Anyhoo. I thought I’d get into the spirit of things by courting Tim via his stomach. Specifically slow-roasted lamb. This recipe is dead easy, actually Alice did lots of the prep,and it's seriously delicious. Also, it's great for entertaining as all the work (and it’s hardly that) is done well in advance and delivers fail-safe results every time. If making this for a big group, serve with a big crunchy autumn salad and some home-made garlic bread.

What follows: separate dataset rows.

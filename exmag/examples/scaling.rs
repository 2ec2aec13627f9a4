//! Exact metric scaling with explicit precision policy.
//!
//! Run with: `cargo run --example scaling`

use exmag::{convert, magnitude_symbol, CharSet, Magnitude, Policy, UnitScale};

fn main() -> Result<(), Box<dyn std::error::Error>> {
    let m = UnitScale::new("length", "m", Magnitude::ONE);
    let km = UnitScale::new("length", "km", Magnitude::from_integer(1000)?);
    let ft = UnitScale::new("length", "ft", Magnitude::from_ratio(3048, 10_000)?);

    // Exact integer conversions stay exact.
    let exact: i64 = convert(2000, &m, &km, Policy::Forbid)?;
    println!("2000 m  = {exact} km (exact)");

    // Inexact ones are refused unless truncation is requested.
    match convert::<i64, i64>(1500, &m, &km, Policy::Forbid) {
        Ok(_) => unreachable!(),
        Err(err) => println!("1500 m -> km: {err}"),
    }
    let truncated: i64 = convert(1500, &m, &km, Policy::Truncate)?;
    println!("1500 m  = {truncated} km (truncated)");

    // Rational factors multiply before dividing, so this is exact too.
    let feet: i64 = convert(381, &m, &ft, Policy::Forbid)?;
    println!("381 m   = {feet} ft (exact)");

    // The symbolic magnitudes behind the scenes.
    println!(
        "km magnitude: {}, ft magnitude: {}",
        magnitude_symbol(&km.magnitude, CharSet::Unicode),
        magnitude_symbol(&ft.magnitude, CharSet::Unicode),
    );
    Ok(())
}
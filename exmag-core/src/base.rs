//! Basis kinds: prime integers, the sign sentinel, and named irrational
//! constants.

use core::cmp::Ordering;
use core::hash::{Hash, Hasher};

/// A named irrational constant usable as a magnitude basis, e.g. [`PI`].
///
/// Carries a display symbol, an ASCII fallback, and a fixed high-precision
/// `f64` approximation. The approximation orders the constant relative to the
/// prime bases and is the value used whenever a magnitude containing the
/// constant is evaluated numerically.
///
/// # Invariants
///
/// - `value` must be positive and finite.
/// - Two constants with the same symbol must have the same value.
#[derive(Clone, Copy, Debug)]
#[cfg_attr(feature = "serde", derive(serde::Serialize))]
pub struct MagConstant {
    symbol: &'static str,
    ascii: &'static str,
    value: f64,
}

impl MagConstant {
    /// Defines a named constant.
    #[must_use]
    pub const fn new(symbol: &'static str, ascii: &'static str, value: f64) -> Self {
        Self { symbol, ascii, value }
    }

    /// The display symbol (may be non-ASCII, e.g. `"π"`).
    #[must_use]
    pub const fn symbol(&self) -> &'static str {
        self.symbol
    }

    /// The ASCII fallback symbol (e.g. `"pi"`).
    #[must_use]
    pub const fn ascii(&self) -> &'static str {
        self.ascii
    }

    /// The numeric approximation.
    #[must_use]
    pub const fn value(&self) -> f64 {
        self.value
    }
}

impl PartialEq for MagConstant {
    fn eq(&self, other: &Self) -> bool {
        self.symbol == other.symbol && self.value.to_bits() == other.value.to_bits()
    }
}

impl Eq for MagConstant {}

impl Hash for MagConstant {
    fn hash<H: Hasher>(&self, state: &mut H) {
        self.symbol.hash(state);
        self.value.to_bits().hash(state);
    }
}

/// The circle constant π.
pub const PI: MagConstant = MagConstant::new("π", "pi", core::f64::consts::PI);

/// The base of one factor of a magnitude.
///
/// Bases are totally ordered by numeric value, with [`Base::Sentinel`]
/// (conceptually the factor −1) sorting before every positive base. Ties
/// among constants are broken structurally so the order is strict.
#[derive(Clone, Copy, Debug, PartialEq, Eq, Hash)]
#[cfg_attr(feature = "serde", derive(serde::Serialize))]
pub enum Base {
    /// Sign sentinel: the factor −1. At most one per magnitude, always
    /// first; two occurrences cancel. Enables exact negative ratios.
    Sentinel,
    /// A prime integer greater than one.
    Prime(i64),
    /// A named irrational constant.
    Constant(MagConstant),
}

impl Base {
    /// The numeric value this base stands for (−1 for the sentinel).
    #[must_use]
    pub fn numeric_value(&self) -> f64 {
        match self {
            Base::Sentinel => -1.0,
            Base::Prime(p) => *p as f64,
            Base::Constant(c) => c.value(),
        }
    }

    /// Returns true for [`Base::Sentinel`].
    #[must_use]
    pub const fn is_sentinel(&self) -> bool {
        matches!(self, Base::Sentinel)
    }

    /// Returns true for [`Base::Constant`].
    #[must_use]
    pub const fn is_constant(&self) -> bool {
        matches!(self, Base::Constant(_))
    }
}

impl Ord for Base {
    fn cmp(&self, other: &Self) -> Ordering {
        use Base::{Constant, Prime, Sentinel};
        match (self, other) {
            (Sentinel, Sentinel) => Ordering::Equal,
            (Sentinel, _) => Ordering::Less,
            (_, Sentinel) => Ordering::Greater,
            // Primes compare exactly; mixed comparisons go through the
            // numeric approximation with a structural tie-break so the
            // order stays strict even for pathological constant values.
            (Prime(a), Prime(b)) => a.cmp(b),
            (Prime(p), Constant(c)) => (*p as f64).total_cmp(&c.value()).then(Ordering::Less),
            (Constant(c), Prime(p)) => c.value().total_cmp(&(*p as f64)).then(Ordering::Greater),
            (Constant(a), Constant(b)) => a
                .value()
                .total_cmp(&b.value())
                .then_with(|| a.symbol().cmp(b.symbol())),
        }
    }
}

impl PartialOrd for Base {
    fn partial_cmp(&self, other: &Self) -> Option<Ordering> {
        Some(self.cmp(other))
    }
}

Signing off. With love. Sophie
1 boneless lamb leg, about 1.2kg1/4 cup currants
1 onion, diced
2 garlic cloves, finely chopped
2 tbsp parsley and rosemary. finely chopped
1 tbsp finely grated orange rind
1 cup breadcrumbs
1/4 cup pine nuts
1 cup white wine
Pre-heat the oven to 140C. Soak the currants in a little bowl of warm water to soften them up a bit and then cook the onion and garlic in a saucepan with plenty of olive oil until nice and translucent. Let the onion and garlic cool off then mix remaining ingredients together, including the currants but drained of the water. Season the stuffing to taste. Lay the lamb flat on a work surface and spread the stuffing across it. Then roll up and tie together with kitchen string. Place the lamb in a casserole dish with a lid and then pour over the white wine and sprinkle with sea salt. Cover with a lid or a tight layer of foil and place in the oven for four hours. Check every now and then and baste with the pan juices. If it’s looking at all dry then add a little more wine.
When cooked, remove from the pan and let rest under a tent of foil. Place the casserole dish on the stove-top and turn the heat to high. Add a little more wine and splash of water and stir well until you have a nice rich sauce. To serve, flake the lamb onto a warm platter and pour over the sauce.